I’ll start this blog post by saying that, since I started my cholesterol-lowering plan, I’ve massively reduced the amount of butter and other spreads in my diet. One reason is because a lot of them are high in saturated fat, which can increase cholesterol, and the other reason is because the meals and snacks I now eat a lot of don’t need butter or margarine (although I still have butter in my 20% time – more on that later).
But if you love your daily morning toast, or don’t like the thought of eating a sandwich without spread, then there are still a few options that can fit into a cholesterol-lowering diet:-
1. Olive/vegetable oil based spreads
Bertolli Original has 1.3g saturated fat per 10g portion (which is about 2 teaspoons) and tastes pretty good on toast with a tiny bit of salt added. Flora Original has just 1g saturated fat per 10g portion. I haven’t eaten Flora for a while, but I’ve heard it’s also good.

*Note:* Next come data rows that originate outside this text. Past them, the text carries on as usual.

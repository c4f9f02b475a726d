use std::time::Duration;

use crate::core::feature::Feature;
use crate::core::sequence::ProteinSequence;
use crate::services::error::JobError;
use crate::services::job::{JobId, JobStatus};
use crate::services::{Provider, RawResult};

const DEFAULT_MAX_ATTEMPTS: u32 = 3;
const DEFAULT_BASE_DELAY: Duration = Duration::from_secs(1);

/// How submission retries back off after transient failures.
///
/// The wait before retry `n` (1-based attempt that just failed) is
/// `base_delay * 2^n`, so the defaults wait 2s and then 4s.
#[derive(Debug, Clone, Copy, PartialEq, Eq)]
pub struct RetryPolicy {
    pub max_attempts: u32,
    pub base_delay: Duration,
}

impl Default for RetryPolicy {
    fn default() -> Self {
        RetryPolicy {
            max_attempts: DEFAULT_MAX_ATTEMPTS,
            base_delay: DEFAULT_BASE_DELAY,
        }
    }
}

impl RetryPolicy {
    pub fn with_max_attempts(self, max_attempts: u32) -> Self {
        assert!(max_attempts > 0, "Max attempts must be greater than 0");
        RetryPolicy { max_attempts, ..self }
    }

    pub fn with_base_delay(self, base_delay: Duration) -> Self {
        RetryPolicy { base_delay, ..self }
    }

    /// No waiting between attempts. Meant for test doubles.
    pub fn immediate(self) -> Self {
        self.with_base_delay(Duration::ZERO)
    }

    pub fn delay_after(&self, attempt: u32) -> Duration {
        self.base_delay.saturating_mul(2u32.saturating_pow(attempt))
    }
}

/// Speaks the submit/poll/fetch protocol to one provider.
///
/// Only submission is retried: the upstream is known to shed load with 5xx
/// responses at job creation, while a job that exists is assumed reachable.
/// Every failure comes back as a [`JobError`] value.
pub struct JobClient<'a> {
    provider: &'a dyn Provider,
    retry: RetryPolicy,
}

impl<'a> JobClient<'a> {
    pub fn new(provider: &'a dyn Provider, retry: RetryPolicy) -> Self {
        JobClient { provider, retry }
    }

    pub fn provider_name(&self) -> &str {
        self.provider.name()
    }

    pub async fn submit(&self, sequence: &ProteinSequence) -> Result<JobId, JobError> {
        let max_attempts = self.retry.max_attempts;
        let mut attempt = 1;

        loop {
            match self.provider.submit(sequence).await {
                Ok(id) => {
                    log::debug!("{}: submitted as job {}", sequence.name(), id);
                    return Ok(id);
                }
                Err(e) => {
                    log::error!(
                        "{}: {} (Attempt {} of {})",
                        sequence.name(),
                        e,
                        attempt,
                        max_attempts
                    );

                    if !e.is_transient() || attempt >= max_attempts {
                        return Err(JobError::SubmissionFailed {
                            attempts: attempt,
                            source: e,
                        });
                    }

                    tokio::time::sleep(self.retry.delay_after(attempt)).await;
                    attempt += 1;
                }
            }
        }
    }

    pub async fn poll_status(&self, job: &JobId) -> Result<JobStatus, JobError> {
        self.provider.status(job).await.map_err(JobError::PollFailed)
    }

    pub async fn fetch_result(&self, job: &JobId) -> Result<RawResult, JobError> {
        self.provider.result(job).await.map_err(JobError::FetchFailed)
    }

    pub fn parse(&self, raw: &RawResult) -> Result<Vec<Feature>, JobError> {
        Ok(self.provider.parse(raw)?)
    }
}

Like any food containing more than 1.5g saturated fat per 100g, these margarines should still be eaten in moderation, especially if you’re eating them with other foods containing saturated fat.
The NHS recommends that:-
- the average adult man should eat no more than 30g of saturated fat a day.
- the average adult woman should eat no more than 20g of saturated fat a day.

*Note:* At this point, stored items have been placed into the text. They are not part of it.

//! InterProScan 5, served by the EBI job dispatcher REST API.

pub mod parser;

#[cfg(feature = "interproscan")]
mod scan;

#[cfg(feature = "interproscan")]
pub use scan::{InterProScan, InterProScanConfig, SubmitForm};

/// Name stamped on every feature InterProScan produces.
pub const SERVICE_NAME: &str = "iprscan5";

/// Jobs the EBI allows one user to have in flight.
pub const MAX_JOBS: usize = 30;

pub const DEFAULT_BASE_URL: &str = "https://www.ebi.ac.uk/Tools/services/rest/iprscan5";
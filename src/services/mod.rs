//! Annotation providers and the machinery that drives them.
//!
//! A provider implements the fixed four-step capability of [`Provider`]:
//! submit a sequence, check a job's status, fetch its raw result, and parse
//! that result into [`Feature`]s. The [`Orchestrator`](orchestrator::Orchestrator)
//! runs one provider over many sequences at once through a
//! [`JobClient`](client::JobClient), which adds the retry policy.
//!
//! Providers are registered at compile time in [`default_providers`] and
//! injected into the [`Surveyor`](crate::Surveyor); there is no runtime
//! discovery.

pub mod client;
pub mod error;
pub mod job;
pub mod interpro;
pub mod orchestrator;

use async_trait::async_trait;

use crate::core::feature::Feature;
use crate::core::sequence::ProteinSequence;
use error::{MalformedResult, ProviderError};
use job::{JobId, JobStatus};

/// The raw payload of a finished job, exactly as the service returned it.
pub type RawResult = serde_json::Value;

/// Concurrency cap used when a provider does not state its own.
pub const DEFAULT_MAX_JOBS: usize = 30;

/// One asynchronous annotation service.
///
/// Every method maps to a single upstream call; retries are the caller's
/// business.
#[async_trait]
pub trait Provider: Send + Sync {
    /// Name stamped on every feature this provider produces.
    fn name(&self) -> &str;

    /// How many jobs this service tolerates in flight at once.
    fn max_jobs(&self) -> usize {
        DEFAULT_MAX_JOBS
    }

    async fn submit(&self, sequence: &ProteinSequence) -> Result<JobId, ProviderError>;

    async fn status(&self, job: &JobId) -> Result<JobStatus, ProviderError>;

    async fn result(&self, job: &JobId) -> Result<RawResult, ProviderError>;

    fn parse(&self, raw: &RawResult) -> Result<Vec<Feature>, MalformedResult>;
}

/// Every provider compiled into this build, configured for `user_email`.
#[cfg(feature = "interproscan")]
pub fn default_providers(user_email: &str) -> Vec<Box<dyn Provider>> {
    vec![Box::new(interpro::InterProScan::new(user_email))]
}

#[cfg(not(feature = "interproscan"))]
pub fn default_providers(_user_email: &str) -> Vec<Box<dyn Provider>> {
    Vec::new()
}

These are absolute maximums rather than targets, so try to keep your daily saturated fat intake as low as possible to keep your cholesterol levels low. For tips on how to reduce the amount of saturated fat in your diet, see this blog post.
2. Cholesterol-reducing spreads
Spreads like Benecol and Flora ProActiv contain plant stanols/sterols, which have been proven to actively lower cholesterol. I haven’t tried the Benecol spreads, but I really like the taste of Flora ProActiv Buttery.
To achieve the cholesterol-reducing benefits from these products, you need to consume 1.5g to 2.4g of plant stanols/sterols every day for at least 2-3 weeks. This is the equivalent of 3 servings of spread (about 6 teaspoons), which isn’t always that easy to fit into your daily diet if you’re not eating lots of bread.
An easier way to get enough plant stanols/sterols in your daily diet is to have cholesterol-reducing yoghurt drinks, which are also part of the Benecol and Flora ProActiv product ranges. They contain 2g of plant stanols, which is the full daily amount required. I drank one of these every day to help lower my cholesterol last year.
Benecol and Flora ProActiv products are not suitable for pregnant or breastfeeding women and children under five years old, and they also may not be suitable for anyone taking cholesterol lowering medication. It’s best to consult your GP before using any of these products to make sure they’re suitable for your individual needs.
3. Low fat spreads
There are tons of spreads and margarines available nowadays that are labeled as ‘low fat’, but I’ve never found one that tastes good so I tend to avoid them. If you find one you like though, they’re fine to eat freely in a cholesterol-lowering diet (as long as they contain less than 1.5g saturated fat per 100g), but bear in mind that they generally have very little or no nutritional value.
Important: make sure you avoid any margarines or spreads that contain trans fats (found in hydrogenated oils), as they’re actually worse for you than saturated fats. Look for ‘0g trans fat’ on food nutrition labels and make sure there are no hydrogenated oils in the ingredients list.
Instead of using spreads on your toast or in sandwiches, you could try some of these cholesterol-friendly alternatives:-
- Low fat cottage cheese
- Avocado slices with a pinch of salt
- Peanut / almond butter
You could also try some new breakfast and lunch recipes that don’t include spreads, like these:-
- Cholesterol-lowering breakfast pancake
- Cholesterol-friendly french toast with maple syrup
- Cholesterol-lowering apple & cinnamon porridge
- Cholesterol-friendly tuna & avocado pasta salad
- Easy cholesterol-friendly lunches
Include butter in your 20% meals
If, like me, you love toast, croissants etc spread with generous amounts of real full-fat butter, then make sure you include them in your 20% food time (more about that in this blog post). Life’s definitely too short to give up butter altogether.